Я, должно быть, пошевелился или произвел ка­кой-то странный звук, потому что она выпрямилась, села на пятки и захихикала. Потом она подалась ко мне и тут же исцелила тот краткий и острый приступ боли, причиной которого стали ее слова, с мягкой уверенностью хирурга удалив бесполезный нарыв ревности.

— Финн, — сказала она, — ты можешь любить лучше, чем все прочие люди на Земле, и я тоже могу, правда? Но мистер Бог — он другой. Понимаешь, Финн, люди могут только любить снаружи и цело­вать тоже снаружи, а мистер Бог умеет любить тебя внутри и целовать внутри, так что это совсем другое. Мистер Бог не такой, как мы; мы немножко похожи на мистера Бога, но не слишком сильно.

Я это понял так, что мы были похожи на бога благодаря некоторым чертам сходства, но бог не был похож на нас из-за того, что мы разные. Внутрен­ний огонь очистил и отточил ее идеи; подобно ал­химику, она превратила свинец в золото, отбросив все определения, какие только мог дать богу чело­век, — Доброта, Милосердие, Любовь, Справед­ливость, ибо это были лишь попытки описать нео­писуемое.

— Понимаешь, Финн, мистер Бог не такой, как мы, потому что он может заканчивать разные вещи, а мы не можем. Я не могу закончить любить тебя, потому что я умру на миллион лет раньше, чем смогу закончить, а вот мистер Бог может закончить лю­бить тебя, и потому это не точно такая же любовь. Да? Даже у мистера Иефера любовь не такая, как у мистера Бога, потому что он пришел сюда, только чтобы мы помнили.

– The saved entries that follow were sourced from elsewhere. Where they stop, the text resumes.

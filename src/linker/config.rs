//! Configuration types and defaults for the linker

use serde::{Deserialize, Serialize};

use crate::linker::error::LinkerError;
use crate::linker::registry::RegistryOptions;
use crate::linker::render::RenderOptions;

/// Linker settings, as persisted by the host plugin
#[derive(Serialize, Deserialize, Clone, Debug, PartialEq)]
pub struct LinkerSettings {
    /// Root folder whose prefix is dropped from link targets and namespaces
    #[serde(default)]
    pub base_dir: Option<String>,
    /// Resolve shared shorthands by namespace proximity
    #[serde(default = "default_true")]
    pub namespace_resolution: bool,
    /// Never link `YYYY-MM-DD` matches
    #[serde(default = "default_true")]
    pub ignore_date_formats: bool,
    #[serde(default)]
    pub ignore_case: bool,
    #[serde(default = "default_true")]
    pub prevent_self_linking: bool,
    /// Targets under these directories are linked without a display alias
    #[serde(default)]
    pub remove_alias_in_dirs: Vec<String>,
    /// Bodies with this many chars or fewer are returned unchanged
    #[serde(default)]
    pub min_char_count: usize,
    /// Protect `#` heading lines from linking
    #[serde(default)]
    pub ignore_headings: bool,
    /// Render namespaced shorthand matches as `[[path|shorthand]]`
    #[serde(default = "default_true")]
    pub shorthand_alias: bool,
}

fn default_true() -> bool {
    true
}

impl Default for LinkerSettings {
    fn default() -> Self {
        Self {
            base_dir: None,
            namespace_resolution: true,
            ignore_date_formats: true,
            ignore_case: false,
            prevent_self_linking: true,
            remove_alias_in_dirs: Vec::new(),
            min_char_count: 0,
            ignore_headings: false,
            shorthand_alias: true,
        }
    }
}

impl LinkerSettings {
    pub fn from_json(json: &str) -> Result<Self, LinkerError> {
        serde_json::from_str(json).map_err(|e| LinkerError::InvalidSettings(e.to_string()))
    }

    pub fn registry_options(&self) -> RegistryOptions {
        RegistryOptions {
            base_dir: self.base_dir.clone(),
            ignore_case: self.ignore_case,
        }
    }

    pub fn render_options(&self) -> RenderOptions {
        RenderOptions {
            ignore_case: self.ignore_case,
            base_dir: crate::linker::path::normalize_base_dir(self.base_dir.as_deref()),
            remove_alias_in_dirs: self.remove_alias_in_dirs.clone(),
            shorthand_alias: self.shorthand_alias,
        }
    }
}
//! AutoLinker: stateful facade over registry, fallback cache and scanner
//!
//! Holds the current registry behind an `Arc`. `set_files` builds a fresh
//! registry and swaps it in; callers already holding the previous one keep
//! scanning against it.

use std::sync::Arc;

use serde::{Deserialize, Serialize};
use wasm_bindgen::prelude::*;

use crate::linker::config::LinkerSettings;
use crate::linker::error::LinkerError;
use crate::linker::fallback::FallbackCache;
use crate::linker::registry::{CandidateRegistry, FileDescriptor, RegistryError, RegistryStats};
use crate::linker::scan::{replace_links, LinkResult};

/// Outcome of hydrating the linker with a descriptor list
#[derive(Debug, Clone, Default, Serialize, Deserialize)]
pub struct RegistryReport {
    pub candidate_count: usize,
    pub stats: RegistryStats,
    /// Descriptors left out of the registry
    pub rejected: Vec<RegistryError>,
}

/// Auto-linker with a swappable candidate registry
#[wasm_bindgen]
pub struct AutoLinker {
    settings: LinkerSettings,
    registry: Arc<CandidateRegistry>,
    fallback_cache: FallbackCache,
}

impl Default for AutoLinker {
    fn default() -> Self {
        Self::new(LinkerSettings::default())
    }
}

impl AutoLinker {
    pub fn new(settings: LinkerSettings) -> Self {
        let registry = CandidateRegistry::build(&[], &settings.registry_options()).registry;
        Self {
            settings,
            registry: Arc::new(registry),
            fallback_cache: FallbackCache::new(),
        }
    }

    pub fn settings(&self) -> &LinkerSettings {
        &self.settings
    }

    /// Current registry. Cloning the `Arc` pins this version across later swaps.
    pub fn registry(&self) -> Arc<CandidateRegistry> {
        Arc::clone(&self.registry)
    }

    /// Replace the candidate registry with one built from `descriptors`.
    pub fn set_files(&mut self, descriptors: Vec<FileDescriptor>) -> RegistryReport {
        let build = CandidateRegistry::build(&descriptors, &self.settings.registry_options());
        let registry = Arc::new(build.registry);

        self.fallback_cache.retain_registry(registry.id());
        self.registry = registry;

        let report = RegistryReport {
            candidate_count: self.registry.len(),
            stats: self.registry.stats().clone(),
            rejected: build.rejected,
        };

        #[cfg(target_arch = "wasm32")]
        {
            web_sys::console::log_1(
                &format!(
                    "[AutoLinker] Hydrated {} candidates from {} files ({} excluded)",
                    report.candidate_count, report.stats.descriptor_count, report.stats.excluded_count
                )
                .into(),
            );
            for rejected in &report.rejected {
                web_sys::console::warn_1(&format!("[AutoLinker] Skipped {}", rejected).into());
            }
        }

        report
    }

    /// Link one document against the current registry.
    pub fn link(&self, body: &str, file_path: &str) -> LinkResult {
        if !self.settings.namespace_resolution {
            return replace_links(body, file_path, &self.registry, None, &self.settings);
        }
        let fallback = self
            .fallback_cache
            .get_or_build(&self.registry, self.registry.ignore_case());
        replace_links(body, file_path, &self.registry, Some(fallback.as_ref()), &self.settings)
    }

    pub fn candidate_count(&self) -> usize {
        self.registry.len()
    }
}

#[wasm_bindgen]
impl AutoLinker {
    /// Create a linker from a settings object; `undefined` means defaults.
    #[wasm_bindgen(constructor)]
    pub fn js_new(settings: JsValue) -> Result<AutoLinker, JsValue> {
        let settings = if settings.is_undefined() || settings.is_null() {
            LinkerSettings::default()
        } else {
            serde_wasm_bindgen::from_value(settings)
                .map_err(|e| LinkerError::InvalidSettings(e.to_string()))
                .map_err(|e| JsValue::from_str(&e.to_string()))?
        };
        Ok(Self::new(settings))
    }

    /// Hydrate from `[{ path, aliases?, scoped?, excluded? }]`; returns the report.
    #[wasm_bindgen(js_name = hydrateFiles)]
    pub fn js_hydrate_files(&mut self, files: JsValue) -> Result<JsValue, JsValue> {
        let descriptors: Vec<FileDescriptor> = serde_wasm_bindgen::from_value(files)
            .map_err(|e| LinkerError::InvalidDescriptors(e.to_string()))
            .map_err(|e| {
                #[cfg(target_arch = "wasm32")]
                web_sys::console::error_1(&format!("[AutoLinker] {}", e).into());
                JsValue::from_str(&e.to_string())
            })?;
        let report = self.set_files(descriptors);
        serde_wasm_bindgen::to_value(&report).map_err(|e| JsValue::from_str(&e.to_string()))
    }

    /// Linked text only
    #[wasm_bindgen(js_name = link)]
    pub fn js_link(&self, body: &str, file_path: &str) -> String {
        self.link(body, file_path).text
    }

    /// `{ text, stats }`
    #[wasm_bindgen(js_name = linkWithStats)]
    pub fn js_link_with_stats(&self, body: &str, file_path: &str) -> JsValue {
        let result = self.link(body, file_path);
        match serde_wasm_bindgen::to_value(&result) {
            Ok(value) => value,
            Err(_e) => {
                #[cfg(target_arch = "wasm32")]
                web_sys::console::error_1(&format!("[AutoLinker] Serialization failed: {:?}", _e).into());
                JsValue::NULL
            }
        }
    }

    #[wasm_bindgen(js_name = candidateCount)]
    pub fn js_candidate_count(&self) -> usize {
        self.candidate_count()
    }
}

#[cfg(test)]
mod tests {
    use super::*;

    #[test]
    fn test_empty_linker_is_passthrough() {
        let linker = AutoLinker::default();
        assert_eq!(linker.candidate_count(), 0);
        assert_eq!(linker.link("nothing to link", "note").text, "nothing to link");
    }

    #[test]
    fn test_set_files_reports_rejections() {
        let mut linker = AutoLinker::default();
        let report = linker.set_files(vec![
            FileDescriptor::new("alpha"),
            FileDescriptor::new("  "),
            FileDescriptor::new("beta").excluded(),
        ]);
        assert_eq!(report.candidate_count, 1);
        assert_eq!(report.stats.excluded_count, 1);
        assert_eq!(report.rejected, vec![RegistryError::EmptyPath { index: 1 }]);
        assert_eq!(linker.link("alpha beta", "note").text, "[[alpha]] beta");
    }

    #[test]
    fn test_swap_keeps_old_registry_alive() {
        let mut linker = AutoLinker::default();
        linker.set_files(vec![FileDescriptor::new("old")]);
        let pinned = linker.registry();

        linker.set_files(vec![FileDescriptor::new("new")]);
        assert!(pinned.get("old").is_some());
        assert_ne!(pinned.id(), linker.registry().id());

        let result = replace_links("old new", "note", &pinned, None, linker.settings());
        assert_eq!(result.text, "[[old]] new");
        assert_eq!(linker.link("old new", "note").text, "old [[new]]");
    }

    #[test]
    fn test_fallback_cache_tracks_current_registry() {
        let mut linker = AutoLinker::default();
        linker.set_files(vec![FileDescriptor::new("ns/a/link")]);
        linker.link("link", "ns/a/b");
        assert_eq!(linker.fallback_cache.len(), 1);

        linker.set_files(vec![FileDescriptor::new("ns/b/link")]);
        assert_eq!(linker.fallback_cache.len(), 0);
    }
}
//! Script classification and word-boundary rules
//!
//! Latin text needs whitespace/punctuation around a match, CJK text does not.
//! Hangul sits in between: it is a letter for boundary purposes, but Korean
//! matches skip boundary checks and get particle handling instead.

use std::sync::OnceLock;

use regex::Regex;

// ==================== CHARACTER CLASSES ====================

/// Han ideographs (CJK unified + extensions + compatibility) and the
/// iteration marks that belong to the Han script.
pub fn is_han(c: char) -> bool {
    matches!(c,
        '\u{3005}' | '\u{3007}' | '\u{3021}'..='\u{3029}' | '\u{3038}'..='\u{303B}'
        | '\u{3400}'..='\u{4DBF}'
        | '\u{4E00}'..='\u{9FFF}'
        | '\u{F900}'..='\u{FAFF}'
        | '\u{20000}'..='\u{2A6DF}'
        | '\u{2A700}'..='\u{2EBEF}'
        | '\u{30000}'..='\u{3134F}'
    )
}

pub fn is_hiragana(c: char) -> bool {
    matches!(c, '\u{3041}'..='\u{309F}' | '\u{1B001}'..='\u{1B11F}')
}

/// Katakana, including the prolonged sound mark and halfwidth forms.
pub fn is_katakana(c: char) -> bool {
    matches!(c,
        '\u{30A0}'..='\u{30FF}'
        | '\u{31F0}'..='\u{31FF}'
        | '\u{32D0}'..='\u{32FE}'
        | '\u{3300}'..='\u{3357}'
        | '\u{FF66}'..='\u{FF9D}'
    )
}

pub fn is_hangul(c: char) -> bool {
    matches!(c,
        '\u{1100}'..='\u{11FF}'
        | '\u{3131}'..='\u{318E}'
        | '\u{A960}'..='\u{A97F}'
        | '\u{AC00}'..='\u{D7AF}'
        | '\u{D7B0}'..='\u{D7FF}'
        | '\u{FFA0}'..='\u{FFDC}'
    )
}

/// Han, Hiragana or Katakana. Hangul is deliberately excluded.
pub fn is_cjk(c: char) -> bool {
    is_han(c) || is_hiragana(c) || is_katakana(c)
}

/// Word boundary predicate.
///
/// `None` (string edge), any Han/Kana character, whitespace, and anything
/// outside `[letter, digit, _, /, -]` count as a boundary.
pub fn is_word_boundary(c: Option<char>) -> bool {
    match c {
        None => true,
        Some(c) if is_cjk(c) => true,
        Some(c) if c.is_whitespace() => true,
        Some(c) => !(c.is_alphanumeric() || c == '_' || c == '/' || c == '-'),
    }
}

/// Relaxed acceptance shape used during trie descent: only Han, Kana,
/// Hangul, whitespace and ASCII digits.
pub fn is_cjk_shaped(text: &str) -> bool {
    !text.is_empty() && text.chars().all(is_cjk_shape_char)
}

/// Same as [`is_cjk_shaped`] over a char slice, without allocating.
pub fn is_cjk_shaped_chars(chars: &[char]) -> bool {
    !chars.is_empty() && chars.iter().copied().all(is_cjk_shape_char)
}

fn is_cjk_shape_char(c: char) -> bool {
    is_cjk(c) || is_hangul(c) || c.is_whitespace() || c.is_ascii_digit()
}

// ==================== SHAPE RULES ====================

fn date_re() -> &'static Regex {
    static DATE_RE: OnceLock<Regex> = OnceLock::new();
    DATE_RE.get_or_init(|| Regex::new(r"^\d{4}-\d{2}-\d{2}$").expect("date pattern compiles"))
}

fn month_re() -> &'static Regex {
    static MONTH_RE: OnceLock<Regex> = OnceLock::new();
    MONTH_RE.get_or_init(|| Regex::new(r"^[0-9]{1,2}$").expect("month pattern compiles"))
}

/// Strict `YYYY-MM-DD` shape (ASCII digits only, no calendar validation).
pub fn is_date_like(text: &str) -> bool {
    text.is_ascii() && date_re().is_match(text)
}

/// A bare 1-2 digit number in 1..=12, which would collide with month notes.
pub fn is_month_number(text: &str) -> bool {
    month_re().is_match(text) && matches!(text.parse::<u8>(), Ok(1..=12))
}

// ==================== MATCH CLASSIFICATION ====================

/// How a matched candidate string is treated by the scanner.
#[derive(Debug, Clone, Copy, PartialEq, Eq)]
pub enum ScriptClass {
    /// Purely Hangul: particle suffix rules apply, boundaries skipped.
    Korean,
    /// CJK-shaped with at least one Han/Kana character: boundaries skipped.
    Cjk,
    /// Everything else: word boundaries required on both sides.
    Latin,
}

impl ScriptClass {
    pub fn of(matched: &str) -> Self {
        if !matched.is_empty() && matched.chars().all(is_hangul) {
            ScriptClass::Korean
        } else if is_cjk_shaped(matched) && matched.chars().any(is_cjk) {
            ScriptClass::Cjk
        } else {
            ScriptClass::Latin
        }
    }

    pub fn skips_boundaries(self) -> bool {
        !matches!(self, ScriptClass::Latin)
    }
}

/// What follows a Korean match.
#[derive(Debug, Clone, Copy, PartialEq, Eq)]
pub enum KoreanSuffix {
    /// Copula `이다`, optionally followed by `.`; carries the suffix length in chars.
    Copula(usize),
    /// Topic/subject particle `는` or `은`.
    TopicParticle,
    None,
}

pub fn korean_suffix(rest: &[char]) -> KoreanSuffix {
    match rest {
        ['이', '다', '.', ..] => KoreanSuffix::Copula(3),
        ['이', '다', ..] => KoreanSuffix::Copula(2),
        ['는', ..] | ['은', ..] => KoreanSuffix::TopicParticle,
        _ => KoreanSuffix::None,
    }
}

const JAPANESE_PARTICLES: &[&str] = &[
    "から", "まで", "より", "の", "は", "が", "を", "に", "で", "と", "へ", "も", "や",
];

/// Japanese particle immediately following a match, if any.
pub fn japanese_particle(rest: &[char]) -> Option<&'static str> {
    JAPANESE_PARTICLES.iter().copied().find(|particle| {
        rest.len() >= particle.chars().count()
            && particle.chars().zip(rest).all(|(p, r)| p == *r)
    })
}

#[cfg(test)]
mod tests {
    use super::*;

    #[test]
    fn test_boundaries() {
        assert!(is_word_boundary(None));
        assert!(is_word_boundary(Some(' ')));
        assert!(is_word_boundary(Some('.')));
        assert!(is_word_boundary(Some('ひ')));
        assert!(is_word_boundary(Some('漢')));
        assert!(!is_word_boundary(Some('a')));
        assert!(!is_word_boundary(Some('7')));
        assert!(!is_word_boundary(Some('_')));
        assert!(!is_word_boundary(Some('/')));
        assert!(!is_word_boundary(Some('-')));
        // Hangul is a letter, not a boundary
        assert!(!is_word_boundary(Some('문')));
    }

    #[test]
    fn test_cjk_shape() {
        assert!(is_cjk_shaped("ひらがな"));
        assert!(is_cjk_shaped("문서"));
        assert!(is_cjk_shaped("第3章"));
        assert!(!is_cjk_shaped("hello"));
        assert!(!is_cjk_shaped(""));
    }

    #[test]
    fn test_date_and_month() {
        assert!(is_date_like("2024-01-31"));
        assert!(!is_date_like("2024-1-31"));
        assert!(!is_date_like("２０２４-01-31"));
        assert!(is_month_number("1"));
        assert!(is_month_number("09"));
        assert!(is_month_number("12"));
        assert!(!is_month_number("13"));
        assert!(!is_month_number("0"));
        assert!(!is_month_number("123"));
    }

    #[test]
    fn test_script_class() {
        assert_eq!(ScriptClass::of("문서"), ScriptClass::Korean);
        assert_eq!(ScriptClass::of("ひらがな"), ScriptClass::Cjk);
        assert_eq!(ScriptClass::of("hello"), ScriptClass::Latin);
        assert_eq!(ScriptClass::of("2024"), ScriptClass::Latin);
    }

    #[test]
    fn test_korean_suffix() {
        let rest: Vec<char> = "이다.".chars().collect();
        assert_eq!(korean_suffix(&rest), KoreanSuffix::Copula(3));
        let rest: Vec<char> = "이다 그리고".chars().collect();
        assert_eq!(korean_suffix(&rest), KoreanSuffix::Copula(2));
        let rest: Vec<char> = "는".chars().collect();
        assert_eq!(korean_suffix(&rest), KoreanSuffix::TopicParticle);
        let rest: Vec<char> = "을".chars().collect();
        assert_eq!(korean_suffix(&rest), KoreanSuffix::None);
    }

    #[test]
    fn test_japanese_particle() {
        let rest: Vec<char> = "からです".chars().collect();
        assert_eq!(japanese_particle(&rest), Some("から"));
        let rest: Vec<char> = "は良い".chars().collect();
        assert_eq!(japanese_particle(&rest), Some("は"));
        let rest: Vec<char> = " text".chars().collect();
        assert_eq!(japanese_particle(&rest), None);
    }
}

Мне уже и этого хватило, все хотелось как следу­ет обдумать, но пропустить следующий залп тяже­лой артиллерии мне не дали.

— Финн, почему люди устраивают драки, и вой­ны, и все такое?

Я постарался объяснить по мере своих слабых способностей.

— Финн, как это называется, когда видишь все по-другому?

Минуту-другую я скрипел мозгами, а потом вы­дал точное словосочетание, которое она хотела услышать, — «точка зрения».

— Финн, вот в этом и разница. Понимаешь, у всех есть точки зрения, а у мистера Бога нет. У мис­тера Бога есть только точки для зрения.

К этому моменту моим единственным желанием было встать и пойти погулять — надолго. Что это дитя вытворяет? Что она со мной сделала? Бог мо­жет заканчивать всякие вещи, а я не могу. Согла­сен, но вот что это значит? Мне уже начинало ка­заться, что она очистила саму идею бога от измерений пространства и времени, как орех от шелухи, и рассматривала ее ни много ни мало в све­те вечности.

А эта разница между «точкой зрения» и «точкой для зрения»? На этом я окончательно срезался, но дальнейшие расспросы несколько прояснили ситуа­цию. «Точки для зрения» было неправильное опреде­ление. Она имела в виду «точки обзора». Со второй оговоркой разобрались. Человечество в целом имеет множество точек зрения, в то время как у мистера Бога имеется бесконечное разнообразие точек обзора. Когда я изложил ей суть вопроса в такой манере и спросил, это ли она имела в виду, она важно кивнула и, глядя на меня, подождала, пока я смогу в полной мере на­сладиться этой мыслью. То есть вот как оно все выг­лядело: у человечества бесконечно много точек зре­ния; у бога бесконечно много точек обзора. Это означает, что бог — везде. Я прямо подскочил, когда до меня дошла эта логика. Анна радостно хохотала.

— Понял? — спрашивала она у меня. — Теперь ты понял?

Я тоже рассмеялся.

— И еще по-другому мистер Бог не такой, как мы. Оказывается, мы еще не закончили.

— Еще мистер Бог знает вещи и людей изнутри, вот. Мы знаем их только снаружи, да? Так что, по­нимаешь. Финн, людям нельзя говорить о мистере Боге снаружи; о нем можно говорить только изнут­ри него, да.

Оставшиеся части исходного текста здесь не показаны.